= Exercise directions =
All of the data needs to be printed again, exactly as written.

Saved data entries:
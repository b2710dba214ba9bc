//! Per-measurement analysis pipeline.
//!
//! Ties the stages together for one file: parse the grid, measure regions
//! under the file-name orientation, classify the source, compute per-source
//! deviations. Batch concerns (tolerance tracking, history, reporting) stay
//! with the caller so a failed file never disturbs its neighbours.

use std::fs;
use std::io;
use std::path::{Path, PathBuf};

use serde::Serialize;

use crate::baseline::Baseline;
use crate::classify::classify;
use crate::deviation::{SourceReading, dose_deviations};
use crate::error::GridError;
use crate::grid::PixelGrid;
use crate::regions::{Orientation, RegionStats};

/// Everything derived from one measurement file.
#[derive(Debug, Clone, Serialize)]
pub struct FileAnalysis {
    pub file_name: String,
    pub orientation: Orientation,
    pub stats: RegionStats,
    /// One entry per active source; two when both obliques fired together.
    pub readings: Vec<SourceReading>,
    pub saturated_pixels: usize,
}

/// Analyse one measurement file against the baseline.
pub fn analyze_file(path: &Path, baseline: &Baseline) -> Result<FileAnalysis, GridError> {
    let file_name = path
        .file_name()
        .map(|n| n.to_string_lossy().into_owned())
        .unwrap_or_default();

    let grid = PixelGrid::from_opg_file(path)?;
    let orientation = Orientation::from_file_name(&file_name);
    let stats = RegionStats::measure(&grid, baseline, orientation);
    let readings = dose_deviations(classify(&stats), &stats, baseline);

    let saturated_pixels = grid.saturated_pixels();
    if saturated_pixels > 0 {
        log::warn!("{saturated_pixels} saturated pixels in image: {file_name}");
    }

    Ok(FileAnalysis {
        file_name,
        orientation,
        stats,
        readings,
        saturated_pixels,
    })
}

/// List measurement files in `dir` ending in `extension`, sorted by name so
/// a batch always runs in the same order.
pub fn list_measurement_files(dir: &Path, extension: &str) -> io::Result<Vec<PathBuf>> {
    let mut files: Vec<PathBuf> = fs::read_dir(dir)?
        .filter_map(|entry| entry.ok())
        .map(|entry| entry.path())
        .filter(|path| {
            path.is_file()
                && path
                    .file_name()
                    .map(|n| n.to_string_lossy().ends_with(extension))
                    .unwrap_or(false)
        })
        .collect();
    files.sort();
    Ok(files)
}

// ---------------------------------------------------------------------------
// Tests
// ---------------------------------------------------------------------------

= The completed task =
repository b2710dba214ba9bc
//! Per-measurement analysis pipeline.
//!
//! Ties the stages together for one file: parse the grid, measure regions
//! under the file-name orientation, classify the source, compute per-source
//! deviations. Batch concerns (tolerance tracking, history, reporting) stay
//! with the caller so a failed file never disturbs its neighbours.

use std::fs;
use std::io;
use std::path::{Path, PathBuf};

use serde::Serialize;

use crate::baseline::Baseline;
use crate::classify::classify;
use crate::deviation::{SourceReading, dose_deviations};
use crate::error::GridError;
use crate::grid::PixelGrid;
use crate::regions::{Orientation, RegionStats};

/// Everything derived from one measurement file.
#[derive(Debug, Clone, Serialize)]
pub struct FileAnalysis {
    pub file_name: String,
    pub orientation: Orientation,
    pub stats: RegionStats,
    /// One entry per active source; two when both obliques fired together.
    pub readings: Vec<SourceReading>,
    pub saturated_pixels: usize,
}

/// Analyse one measurement file against the baseline.
pub fn analyze_file(path: &Path, baseline: &Baseline) -> Result<FileAnalysis, GridError> {
    let file_name = path
        .file_name()
        .map(|n| n.to_string_lossy().into_owned())
        .unwrap_or_default();

    let grid = PixelGrid::from_opg_file(path)?;
    let orientation = Orientation::from_file_name(&file_name);
    let stats = RegionStats::measure(&grid, baseline, orientation);
    let readings = dose_deviations(classify(&stats), &stats, baseline);

    let saturated_pixels = grid.saturated_pixels();
    if saturated_pixels > 0 {
        log::warn!("{saturated_pixels} saturated pixels in image: {file_name}");
    }

    Ok(FileAnalysis {
        file_name,
        orientation,
        stats,
        readings,
        saturated_pixels,
    })
}

/// List measurement files in `dir` ending in `extension`, sorted by name so
/// a batch always runs in the same order.
pub fn list_measurement_files(dir: &Path, extension: &str) -> io::Result<Vec<PathBuf>> {
    let mut files: Vec<PathBuf> = fs::read_dir(dir)?
        .filter_map(|entry| entry.ok())
        .map(|entry| entry.path())
        .filter(|path| {
            path.is_file()
                && path
                    .file_name()
                    .map(|n| n.to_string_lossy().ends_with(extension))
                    .unwrap_or(false)
        })
        .collect();
    files.sort();
    Ok(files)
}

// ---------------------------------------------------------------------------
// Tests
// ---------------------------------------------------------------------------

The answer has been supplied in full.